Data records:
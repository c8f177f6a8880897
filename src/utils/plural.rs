//! Count formatting for log lines.

/// `"s"` unless `n == 1`.
#[inline]
pub fn plural_s(n: usize) -> &'static str {
    if n == 1 { "" } else { "s" }
}

/// `plural_count(2, "sidecar")` -> `"2 sidecars"`
#[inline]
pub fn plural_count(count: usize, noun: &str) -> String {
    format!("{count} {noun}{}", plural_s(count))
}
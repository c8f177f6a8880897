//! Unfurls - social-sharing tags and oEmbed sidecars for static sites.
//!
//! # Module Structure
//!
//! ```text
//! src/
//! ├── cli/        # clap definitions, build and check commands
//! ├── config/     # unfurls.toml ([site], [unfurls])
//! ├── generator/  # oEmbed sidecar writer
//! ├── page/       # content items, metadata values, manifest
//! ├── pipeline/   # enrich → tag → emit driver
//! ├── unfurl/     # enrichment, summaries, tag maps, <head> markup
//! └── utils/      # dates, HTML escaping, pluralization
//! ```

pub mod cli;
pub mod config;
pub mod generator;
pub mod logger;
pub mod page;
pub mod pipeline;
pub mod unfurl;
pub mod utils;
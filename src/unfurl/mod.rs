//! Unfurl metadata and tag generation.
//!
//! # Stages
//!
//! ```text
//! enrich_batch ──► insert_tags ──► OEmbedGenerator (generator/oembed.rs)
//!   (defaults)     (og/fb/twitter)     (sidecar JSON)
//! ```
//!
//! - `enrich`: derive defaults (`type`, `url`, `domain`, `locale`, `lede`, ...)
//! - `summary`: plain-text descriptions
//! - `tags`: metadata → namespaced tag maps
//! - `head`: tag maps → `<meta>` markup

mod enrich;
mod head;
mod summary;
mod tags;
mod url;

pub use enrich::{
    BatchNotices, EnrichContext, IMAGE_EXTENSIONS, NoAssets, STATIC_MARKER, StaticAssets,
    derive_metadata, enrich_batch, enrich_item, resolve_lede,
};
pub use head::render_head;
pub use summary::{Summarizer, WordSummarizer};
pub use tags::{
    FB_TAGS, OG_TAGS, TWITTER_TAGS, TagContext, TagMap, insert_tags, map_to_tags, oembed_save_as,
};
pub use url::{join_url, netloc};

To do:
Return the material above in full, exactly as written.

Solution for this exercise:
repository c8f177f6a8880897
filename src/utils/plural.rs
//! Count formatting for log lines.

/// `"s"` unless `n == 1`.
#[inline]
pub fn plural_s(n: usize) -> &'static str {
    if n == 1 { "" } else { "s" }
}

/// `plural_count(2, "sidecar")` -> `"2 sidecars"`
#[inline]
pub fn plural_count(count: usize, noun: &str) -> String {
    format!("{count} {noun}{}", plural_s(count))
}
repository c8f177f6a8880897
//! Unfurls - social-sharing tags and oEmbed sidecars for static sites.
//!
//! # Module Structure
//!
//! ```text
//! src/
//! ├── cli/        # clap definitions, build and check commands
//! ├── config/     # unfurls.toml ([site], [unfurls])
//! ├── generator/  # oEmbed sidecar writer
//! ├── page/       # content items, metadata values, manifest
//! ├── pipeline/   # enrich → tag → emit driver
//! ├── unfurl/     # enrichment, summaries, tag maps, <head> markup
//! └── utils/      # dates, HTML escaping, pluralization
//! ```

pub mod cli;
pub mod config;
pub mod generator;
pub mod logger;
pub mod page;
pub mod pipeline;
pub mod unfurl;
pub mod utils;
filename src/unfurl/mod.rs
//! Unfurl metadata and tag generation.
//!
//! # Stages
//!
//! ```text
//! enrich_batch ──► insert_tags ──► OEmbedGenerator (generator/oembed.rs)
//!   (defaults)     (og/fb/twitter)     (sidecar JSON)
//! ```
//!
//! - `enrich`: derive defaults (`type`, `url`, `domain`, `locale`, `lede`, ...)
//! - `summary`: plain-text descriptions
//! - `tags`: metadata → namespaced tag maps
//! - `head`: tag maps → `<meta>` markup

mod enrich;
mod head;
mod summary;
mod tags;
mod url;

pub use enrich::{
    BatchNotices, EnrichContext, IMAGE_EXTENSIONS, NoAssets, STATIC_MARKER, StaticAssets,
    derive_metadata, enrich_batch, enrich_item, resolve_lede,
};
pub use head::render_head;
pub use summary::{Summarizer, WordSummarizer};
pub use tags::{
    FB_TAGS, OG_TAGS, TWITTER_TAGS, TagContext, TagMap, insert_tags, map_to_tags, oembed_save_as,
};
pub use url::{join_url, netloc};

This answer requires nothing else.